# [Problem details]
The response should be a precise copy of every entry.

(Stored data entries)
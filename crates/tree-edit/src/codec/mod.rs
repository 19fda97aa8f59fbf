//! Codecs for operations and transactions.

pub mod json;
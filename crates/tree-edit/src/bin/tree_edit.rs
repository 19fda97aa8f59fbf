//! `tree-edit`: run an edit script against a JSON document.
//!
//! Usage:
//!   tree-edit [--capacity N] '<script-json>'
//!
//! The document is read from stdin and the edited document is written to
//! stdout. Set `RUST_LOG=debug` to trace history activity.

use std::io::{self, Read, Write};

use tree_edit::cli::run_script_with_options;
use tree_edit::{EditorOptions, HistoryOptions};

fn fail(msg: impl std::fmt::Display) -> ! {
    eprintln!("{msg}");
    std::process::exit(1);
}

fn main() {
    env_logger::init();

    let mut args = std::env::args().skip(1);
    let mut options = EditorOptions::default();
    let mut script = None;
    while let Some(arg) = args.next() {
        if arg == "--capacity" {
            let capacity = match args.next().map(|n| n.parse::<usize>()) {
                Some(Ok(n)) => n,
                _ => fail("--capacity expects a non-negative integer."),
            };
            options.history = HistoryOptions { capacity };
        } else {
            script = Some(arg);
        }
    }
    let Some(script) = script else {
        fail("First argument must be a JSON script array.");
    };

    let mut buf = String::new();
    if let Err(e) = io::stdin().read_to_string(&mut buf) {
        fail(e);
    }

    match run_script_with_options(buf.trim(), &script, options) {
        Ok(result) => {
            let mut out = io::stdout();
            if let Err(e) = out.write_all(result.as_bytes()).and_then(|_| out.write_all(b"\n")) {
                fail(e);
            }
        }
        Err(e) => fail(e),
    }
}
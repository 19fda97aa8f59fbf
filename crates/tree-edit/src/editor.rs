//! An editing session: one document and its undo/redo history.

use serde_json::Value;
use tree_edit_address::IntoAddress;

use crate::history::{History, HistoryOptions};
use crate::op::{EditError, Op};
use crate::transaction::{Transaction, TransactionBuilder};

/// Options for [`Editor`].
#[derive(Debug, Clone, Default)]
pub struct EditorOptions {
    pub history: HistoryOptions,
}

/// Owns a document together with the history of edits made to it.
///
/// # Example
///
/// ```
/// use serde_json::json;
/// use tree_edit::Editor;
///
/// let mut editor = Editor::new(json!({"columns": ["a"], "rows": [["1"], ["2"]]}));
///
/// // "Add a column": header first, then one cell per row.
/// editor
///     .transact(|tx| {
///         tx.splice("columns", 1, 0, vec![json!("b")])?;
///         let rows = tx.doc()["rows"].as_array().map_or(0, Vec::len);
///         for row in 0..rows {
///             tx.splice(format!("rows[{row}]"), 1, 0, vec![json!("")])?;
///         }
///         Ok(())
///     })
///     .unwrap();
/// assert_eq!(editor.doc()["columns"], json!(["a", "b"]));
///
/// editor.undo().unwrap();
/// assert_eq!(editor.doc(), &json!({"columns": ["a"], "rows": [["1"], ["2"]]}));
/// editor.redo().unwrap();
/// assert_eq!(editor.doc()["rows"], json!([["1", ""], ["2", ""]]));
/// ```
#[derive(Debug, Clone)]
pub struct Editor {
    doc: Value,
    history: History,
}

impl Editor {
    pub fn new(doc: Value) -> Self {
        Self::with_options(doc, EditorOptions::default())
    }

    pub fn with_options(doc: Value, options: EditorOptions) -> Self {
        Self {
            doc,
            history: History::with_options(options.history),
        }
    }

    pub fn doc(&self) -> &Value {
        &self.doc
    }

    pub fn into_doc(self) -> Value {
        self.doc
    }

    pub fn history(&self) -> &History {
        &self.history
    }

    /// Swap in an unrelated document, returning the old one.
    ///
    /// History recorded against the old document cannot apply to the new
    /// one, so it is cleared.
    pub fn replace_doc(&mut self, doc: Value) -> Value {
        self.history.clear();
        std::mem::replace(&mut self.doc, doc)
    }

    /// Run an edit action as a single undoable step.
    ///
    /// If `action` returns `Ok`, everything it applied becomes one history
    /// entry (nothing is recorded when it applied nothing). If it returns
    /// `Err`, its changes are rolled back and the history is untouched.
    pub fn transact<T, F>(&mut self, action: F) -> Result<T, EditError>
    where
        F: FnOnce(&mut TransactionBuilder<'_>) -> Result<T, EditError>,
    {
        let mut builder = TransactionBuilder::new(&mut self.doc);
        match action(&mut builder) {
            Ok(out) => {
                let tx = builder.commit();
                if !tx.is_empty() {
                    self.history.push(tx);
                }
                Ok(out)
            }
            Err(err) => {
                builder.rollback();
                Err(err)
            }
        }
    }

    /// Overwrite one node as its own undoable step.
    pub fn set(&mut self, address: impl IntoAddress, value: Value) -> Result<Value, EditError> {
        self.transact(|tx| tx.set(address, value))
    }

    /// Splice one array as its own undoable step.
    pub fn splice(
        &mut self,
        address: impl IntoAddress,
        start: isize,
        delete_count: usize,
        items: Vec<Value>,
    ) -> Result<Vec<Value>, EditError> {
        self.transact(|tx| tx.splice(address, start, delete_count, items))
    }

    /// Apply `ops` as one undoable step, all or nothing.
    pub fn execute(&mut self, ops: Vec<Op>) -> Result<(), EditError> {
        let tx = Transaction::record(&mut self.doc, ops)?;
        if !tx.is_empty() {
            self.history.push(tx);
        }
        Ok(())
    }

    /// Record a transaction whose forward ops have already been applied to
    /// this editor's document.
    ///
    /// The transaction is taken on trust. If its forward ops were never
    /// applied, the next [`Editor::undo`] replays an inverse that does not
    /// match the document: it fails (leaving the document and history
    /// untouched) or, where addresses happen to line up, writes stale values.
    /// Prefer [`Editor::transact`] or [`Editor::execute`].
    pub fn push(&mut self, tx: Transaction) {
        self.history.push(tx);
    }

    pub fn undo(&mut self) -> Result<bool, EditError> {
        self.history.undo(&mut self.doc)
    }

    pub fn redo(&mut self) -> Result<bool, EditError> {
        self.history.redo(&mut self.doc)
    }

    pub fn can_undo(&self) -> bool {
        self.history.can_undo()
    }

    pub fn can_redo(&self) -> bool {
        self.history.can_redo()
    }

    pub fn clear_history(&mut self) {
        self.history.clear();
    }
}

# [Task result]
filename crates/tree-edit/src/codec/mod.rs
repository 19fda97aa8f59fbf
//! Codecs for operations and transactions.

pub mod json;
filename crates/tree-edit/src/bin/tree_edit.rs
repository 19fda97aa8f59fbf
//! `tree-edit`: run an edit script against a JSON document.
//!
//! Usage:
//!   tree-edit [--capacity N] '<script-json>'
//!
//! The document is read from stdin and the edited document is written to
//! stdout. Set `RUST_LOG=debug` to trace history activity.

use std::io::{self, Read, Write};

use tree_edit::cli::run_script_with_options;
use tree_edit::{EditorOptions, HistoryOptions};

fn fail(msg: impl std::fmt::Display) -> ! {
    eprintln!("{msg}");
    std::process::exit(1);
}

fn main() {
    env_logger::init();

    let mut args = std::env::args().skip(1);
    let mut options = EditorOptions::default();
    let mut script = None;
    while let Some(arg) = args.next() {
        if arg == "--capacity" {
            let capacity = match args.next().map(|n| n.parse::<usize>()) {
                Some(Ok(n)) => n,
                _ => fail("--capacity expects a non-negative integer."),
            };
            options.history = HistoryOptions { capacity };
        } else {
            script = Some(arg);
        }
    }
    let Some(script) = script else {
        fail("First argument must be a JSON script array.");
    };

    let mut buf = String::new();
    if let Err(e) = io::stdin().read_to_string(&mut buf) {
        fail(e);
    }

    match run_script_with_options(buf.trim(), &script, options) {
        Ok(result) => {
            let mut out = io::stdout();
            if let Err(e) = out.write_all(result.as_bytes()).and_then(|_| out.write_all(b"\n")) {
                fail(e);
            }
        }
        Err(e) => fail(e),
    }
}
repository 19fda97aa8f59fbf
filename crates/tree-edit/src/editor.rs
//! An editing session: one document and its undo/redo history.

use serde_json::Value;
use tree_edit_address::IntoAddress;

use crate::history::{History, HistoryOptions};
use crate::op::{EditError, Op};
use crate::transaction::{Transaction, TransactionBuilder};

/// Options for [`Editor`].
#[derive(Debug, Clone, Default)]
pub struct EditorOptions {
    pub history: HistoryOptions,
}

/// Owns a document together with the history of edits made to it.
///
/// # Example
///
/// ```
/// use serde_json::json;
/// use tree_edit::Editor;
///
/// let mut editor = Editor::new(json!({"columns": ["a"], "rows": [["1"], ["2"]]}));
///
/// // "Add a column": header first, then one cell per row.
/// editor
///     .transact(|tx| {
///         tx.splice("columns", 1, 0, vec![json!("b")])?;
///         let rows = tx.doc()["rows"].as_array().map_or(0, Vec::len);
///         for row in 0..rows {
///             tx.splice(format!("rows[{row}]"), 1, 0, vec![json!("")])?;
///         }
///         Ok(())
///     })
///     .unwrap();
/// assert_eq!(editor.doc()["columns"], json!(["a", "b"]));
///
/// editor.undo().unwrap();
/// assert_eq!(editor.doc(), &json!({"columns": ["a"], "rows": [["1"], ["2"]]}));
/// editor.redo().unwrap();
/// assert_eq!(editor.doc()["rows"], json!([["1", ""], ["2", ""]]));
/// ```
#[derive(Debug, Clone)]
pub struct Editor {
    doc: Value,
    history: History,
}

impl Editor {
    pub fn new(doc: Value) -> Self {
        Self::with_options(doc, EditorOptions::default())
    }

    pub fn with_options(doc: Value, options: EditorOptions) -> Self {
        Self {
            doc,
            history: History::with_options(options.history),
        }
    }

    pub fn doc(&self) -> &Value {
        &self.doc
    }

    pub fn into_doc(self) -> Value {
        self.doc
    }

    pub fn history(&self) -> &History {
        &self.history
    }

    /// Swap in an unrelated document, returning the old one.
    ///
    /// History recorded against the old document cannot apply to the new
    /// one, so it is cleared.
    pub fn replace_doc(&mut self, doc: Value) -> Value {
        self.history.clear();
        std::mem::replace(&mut self.doc, doc)
    }

    /// Run an edit action as a single undoable step.
    ///
    /// If `action` returns `Ok`, everything it applied becomes one history
    /// entry (nothing is recorded when it applied nothing). If it returns
    /// `Err`, its changes are rolled back and the history is untouched.
    pub fn transact<T, F>(&mut self, action: F) -> Result<T, EditError>
    where
        F: FnOnce(&mut TransactionBuilder<'_>) -> Result<T, EditError>,
    {
        let mut builder = TransactionBuilder::new(&mut self.doc);
        match action(&mut builder) {
            Ok(out) => {
                let tx = builder.commit();
                if !tx.is_empty() {
                    self.history.push(tx);
                }
                Ok(out)
            }
            Err(err) => {
                builder.rollback();
                Err(err)
            }
        }
    }

    /// Overwrite one node as its own undoable step.
    pub fn set(&mut self, address: impl IntoAddress, value: Value) -> Result<Value, EditError> {
        self.transact(|tx| tx.set(address, value))
    }

    /// Splice one array as its own undoable step.
    pub fn splice(
        &mut self,
        address: impl IntoAddress,
        start: isize,
        delete_count: usize,
        items: Vec<Value>,
    ) -> Result<Vec<Value>, EditError> {
        self.transact(|tx| tx.splice(address, start, delete_count, items))
    }

    /// Apply `ops` as one undoable step, all or nothing.
    pub fn execute(&mut self, ops: Vec<Op>) -> Result<(), EditError> {
        let tx = Transaction::record(&mut self.doc, ops)?;
        if !tx.is_empty() {
            self.history.push(tx);
        }
        Ok(())
    }

    /// Record a transaction whose forward ops have already been applied to
    /// this editor's document.
    ///
    /// The transaction is taken on trust. If its forward ops were never
    /// applied, the next [`Editor::undo`] replays an inverse that does not
    /// match the document: it fails (leaving the document and history
    /// untouched) or, where addresses happen to line up, writes stale values.
    /// Prefer [`Editor::transact`] or [`Editor::execute`].
    pub fn push(&mut self, tx: Transaction) {
        self.history.push(tx);
    }

    pub fn undo(&mut self) -> Result<bool, EditError> {
        self.history.undo(&mut self.doc)
    }

    pub fn redo(&mut self) -> Result<bool, EditError> {
        self.history.redo(&mut self.doc)
    }

    pub fn can_undo(&self) -> bool {
        self.history.can_undo()
    }

    pub fn can_redo(&self) -> bool {
        self.history.can_redo()
    }

    pub fn clear_history(&mut self) {
        self.history.clear();
    }
}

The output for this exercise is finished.